- Born: 10 March 1909 Moscow, Russia
- Died: 14 June 1968 (aged 59) Moscow
- Education: University of Moscow
- Scientific career
- Fields: Oceanography, Geophysics
- Workplaces: University of Moscow, Shirshov Institute of Oceanology, Russian Academy of Sciences, UNIRO, Institute of Theoretical Geophysics

= Vladimir Shtokman =

Vladimir Borisovich Shtokman (Владимир Борисович Штокман; 10 March 1909 – 14 June 1968) was a Soviet oceanographer and geophysicist.

==Early life==
Shtokman began his academic career in 1928, joining the faculty of physics and mathematics at the University of Moscow to study the emerging field of geophysics. He suspended his studies in 1932 to start work as a laboratory assistant in the Institute of Oceanography, whilst also working on the problem of undersea cables breaking unexpectedly.
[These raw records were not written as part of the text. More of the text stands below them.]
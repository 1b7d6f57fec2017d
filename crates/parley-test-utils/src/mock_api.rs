// SPDX-FileCopyrightText: 2026 Parley Contributors
// SPDX-License-Identifier: MIT OR Apache-2.0

//! Mock transport adapter for deterministic testing.
//!
//! `MockChatApi` implements `ChatApi` with injectable transport events and
//! captured outgoing traffic for assertion in tests.

use std::collections::VecDeque;
use std::sync::Arc;
use std::sync::atomic::{AtomicBool, AtomicUsize, Ordering};

use async_trait::async_trait;
use tokio::sync::{Mutex, Notify};

use parley_core::{
    ChatApi, ChatConfig, Feedback, Field, FileInfo, Form, Message, OfflineForm, ParleyError,
    TransportEvent,
};

/// A mock transport for testing.
///
/// Provides two sides:
/// - **events**: events injected via `inject_event()` are returned by `next_event()`
/// - **captures**: outgoing calls are recorded and retrievable for assertion
#[derive(Default)]
pub struct MockChatApi {
    events: Mutex<VecDeque<TransportEvent>>,
    notify: Notify,
    connected: AtomicBool,
    released: AtomicBool,

    connect_calls: AtomicUsize,
    init_calls: AtomicUsize,
    set_client_calls: AtomicUsize,
    sent_texts: Mutex<Vec<(String, i64)>>,
    sent_feedback: Mutex<Vec<(i64, Feedback)>>,
    uploaded_files: Mutex<Vec<(String, i64)>>,
    sent_offline_forms: Mutex<Vec<OfflineForm>>,
    sent_additional_fields: Mutex<Vec<Vec<(i64, String)>>>,
    sent_forms: Mutex<Vec<Form>>,
    page_requests: Mutex<Vec<i64>>,

    /// Scripted history pages, consumed front to back by
    /// `load_previous_messages`. Each entry is (page, more_remaining).
    pages: Mutex<VecDeque<(Vec<Message>, bool)>>,
    /// Artificial latency before `load_previous_messages` resolves, so
    /// tests can overlap concurrent callers deterministically.
    page_delay: Mutex<Option<std::time::Duration>>,
    /// Field definitions returned by `load_form`.
    loaded_fields: Mutex<Vec<Field>>,
    /// Token returned by `create_chat`.
    create_chat_token: Mutex<Option<String>>,

    fail_next_connect: AtomicBool,
    fail_next_send: AtomicBool,
    fail_next_additional_fields: AtomicBool,
    fail_next_upload: AtomicBool,
}

impl MockChatApi {
    pub fn new() -> Arc<Self> {
        Arc::new(Self::default())
    }

    /// Injects an event into the queue returned by `next_event()`.
    pub async fn inject_event(&self, event: TransportEvent) {
        self.events.lock().await.push_back(event);
        self.notify.notify_one();
    }

    /// Scripts the next history page for `load_previous_messages`.
    pub async fn push_page(&self, messages: Vec<Message>, more: bool) {
        self.pages.lock().await.push_back((messages, more));
    }

    pub async fn set_page_delay(&self, delay: std::time::Duration) {
        *self.page_delay.lock().await = Some(delay);
    }

    pub async fn set_loaded_fields(&self, fields: Vec<Field>) {
        *self.loaded_fields.lock().await = fields;
    }

    pub async fn set_create_chat_token(&self, token: &str) {
        *self.create_chat_token.lock().await = Some(token.to_string());
    }

    /// The next `connect` call fails with a transport error.
    pub fn fail_next_connect(&self) {
        self.fail_next_connect.store(true, Ordering::SeqCst);
    }

    /// The next `send_text` call fails with a transport error.
    pub fn fail_next_send(&self) {
        self.fail_next_send.store(true, Ordering::SeqCst);
    }

    pub fn fail_next_additional_fields(&self) {
        self.fail_next_additional_fields.store(true, Ordering::SeqCst);
    }

    pub fn fail_next_upload(&self) {
        self.fail_next_upload.store(true, Ordering::SeqCst);
    }

    pub fn connect_calls(&self) -> usize {
        self.connect_calls.load(Ordering::SeqCst)
    }

    pub fn init_calls(&self) -> usize {
        self.init_calls.load(Ordering::SeqCst)
    }

    pub fn set_client_calls(&self) -> usize {
        self.set_client_calls.load(Ordering::SeqCst)
    }

    pub async fn sent_texts(&self) -> Vec<(String, i64)> {
        self.sent_texts.lock().await.clone()
    }

    pub async fn sent_feedback(&self) -> Vec<(i64, Feedback)> {
        self.sent_feedback.lock().await.clone()
    }

    pub async fn uploaded_files(&self) -> Vec<(String, i64)> {
        self.uploaded_files.lock().await.clone()
    }

    pub async fn sent_offline_forms(&self) -> Vec<OfflineForm> {
        self.sent_offline_forms.lock().await.clone()
    }

    pub async fn sent_additional_fields(&self) -> Vec<Vec<(i64, String)>> {
        self.sent_additional_fields.lock().await.clone()
    }

    pub async fn sent_forms(&self) -> Vec<Form> {
        self.sent_forms.lock().await.clone()
    }

    pub async fn page_requests(&self) -> Vec<i64> {
        self.page_requests.lock().await.clone()
    }

    fn take_flag(flag: &AtomicBool) -> bool {
        flag.swap(false, Ordering::SeqCst)
    }
}

#[async_trait]
impl ChatApi for MockChatApi {
    async fn connect(
        &self,
        _url: &str,
        _token: Option<&str>,
        _config: &ChatConfig,
    ) -> Result<(), ParleyError> {
        self.connect_calls.fetch_add(1, Ordering::SeqCst);
        if Self::take_flag(&self.fail_next_connect) {
            return Err(ParleyError::transport("mock connect failure"));
        }
        self.connected.store(true, Ordering::SeqCst);
        self.inject_event(TransportEvent::Connected).await;
        Ok(())
    }

    async fn disconnect(&self) {
        if self.connected.swap(false, Ordering::SeqCst) {
            self.inject_event(TransportEvent::Disconnected).await;
        }
    }

    fn is_connected(&self) -> bool {
        self.connected.load(Ordering::SeqCst)
    }

    async fn next_event(&self) -> Option<TransportEvent> {
        loop {
            {
                let mut queue = self.events.lock().await;
                if let Some(event) = queue.pop_front() {
                    return Some(event);
                }
            }
            if self.released.load(Ordering::SeqCst) {
                return None;
            }
            self.notify.notified().await;
        }
    }

    async fn init_chat(
        &self,
        _config: &ChatConfig,
        _token: Option<&str>,
    ) -> Result<(), ParleyError> {
        self.init_calls.fetch_add(1, Ordering::SeqCst);
        Ok(())
    }

    async fn send_text(&self, text: &str, local_id: i64) -> Result<(), ParleyError> {
        if Self::take_flag(&self.fail_next_send) {
            return Err(ParleyError::transport("mock send failure"));
        }
        if !self.is_connected() {
            return Err(ParleyError::Disconnected);
        }
        self.sent_texts
            .lock()
            .await
            .push((text.to_string(), local_id));
        Ok(())
    }

    async fn send_feedback(&self, message_id: i64, feedback: Feedback) -> Result<(), ParleyError> {
        if !self.is_connected() {
            return Err(ParleyError::Disconnected);
        }
        self.sent_feedback.lock().await.push((message_id, feedback));
        self.inject_event(TransportEvent::Feedback).await;
        Ok(())
    }

    async fn upload_file(
        &self,
        _config: &ChatConfig,
        _token: &str,
        file: &FileInfo,
        local_id: i64,
    ) -> Result<(), ParleyError> {
        if Self::take_flag(&self.fail_next_upload) {
            return Err(ParleyError::http("mock upload failure"));
        }
        self.uploaded_files
            .lock()
            .await
            .push((file.uri.clone(), local_id));
        Ok(())
    }

    async fn set_client(&self, _config: &ChatConfig) -> Result<(), ParleyError> {
        self.set_client_calls.fetch_add(1, Ordering::SeqCst);
        self.inject_event(TransportEvent::SetEmailSuccess).await;
        Ok(())
    }

    async fn send_offline_form(
        &self,
        _config: &ChatConfig,
        form: &OfflineForm,
    ) -> Result<(), ParleyError> {
        self.sent_offline_forms.lock().await.push(form.clone());
        Ok(())
    }

    async fn send_additional_fields(
        &self,
        _config: &ChatConfig,
        _token: &str,
        fields: Vec<(i64, String)>,
    ) -> Result<(), ParleyError> {
        if Self::take_flag(&self.fail_next_additional_fields) {
            return Err(ParleyError::http("mock additional fields failure"));
        }
        self.sent_additional_fields.lock().await.push(fields);
        Ok(())
    }

    async fn load_previous_messages(
        &self,
        _config: &ChatConfig,
        _token: &str,
        oldest_message_id: i64,
    ) -> Result<bool, ParleyError> {
        self.page_requests.lock().await.push(oldest_message_id);
        let delay = *self.page_delay.lock().await;
        if let Some(delay) = delay {
            tokio::time::sleep(delay).await;
        }
        let page = self.pages.lock().await.pop_front();
        match page {
            Some((messages, more)) => {
                self.inject_event(TransportEvent::MessagesReceived {
                    messages,
                    historical: true,
                })
                .await;
                Ok(more)
            }
            None => Ok(false),
        }
    }

    async fn create_chat(
        &self,
        _config: &ChatConfig,
        _api_token: &str,
    ) -> Result<String, ParleyError> {
        self.create_chat_token
            .lock()
            .await
            .clone()
            .ok_or_else(|| ParleyError::http("mock create_chat not scripted"))
    }

    async fn load_form(
        &self,
        _config: &ChatConfig,
        _token: &str,
        _form: &Form,
    ) -> Result<Vec<Field>, ParleyError> {
        Ok(self.loaded_fields.lock().await.clone())
    }

    async fn send_form(
        &self,
        _config: &ChatConfig,
        _token: &str,
        form: &Form,
    ) -> Result<(), ParleyError> {
        self.sent_forms.lock().await.push(form.clone());
        Ok(())
    }

    async fn release(&self) {
        self.released.store(true, Ordering::SeqCst);
        self.connected.store(false, Ordering::SeqCst);
        self.notify.notify_waiters();
    }
}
Shtokman was promoted for his work and led an expedition to the Barents Sea in 1933, where the Shtokman field, discovered in 1988, is located.

==Academic career==
In 1934, Shtokman moved from Moscow to Baku, where he created the Laboratory of Physical Oceanography as part of the Soviet Union's All-Union Scientific Research Institute of Ocean Fisheries and Oceanography (UNIRO). Still a young scientist, this position proved to be very productive for him and allowed Sthokman to publish more than 20 articles devoted to the investigation of flow and mixture processes in the Caspian Sea. Shtokman finished his PhD in 1938.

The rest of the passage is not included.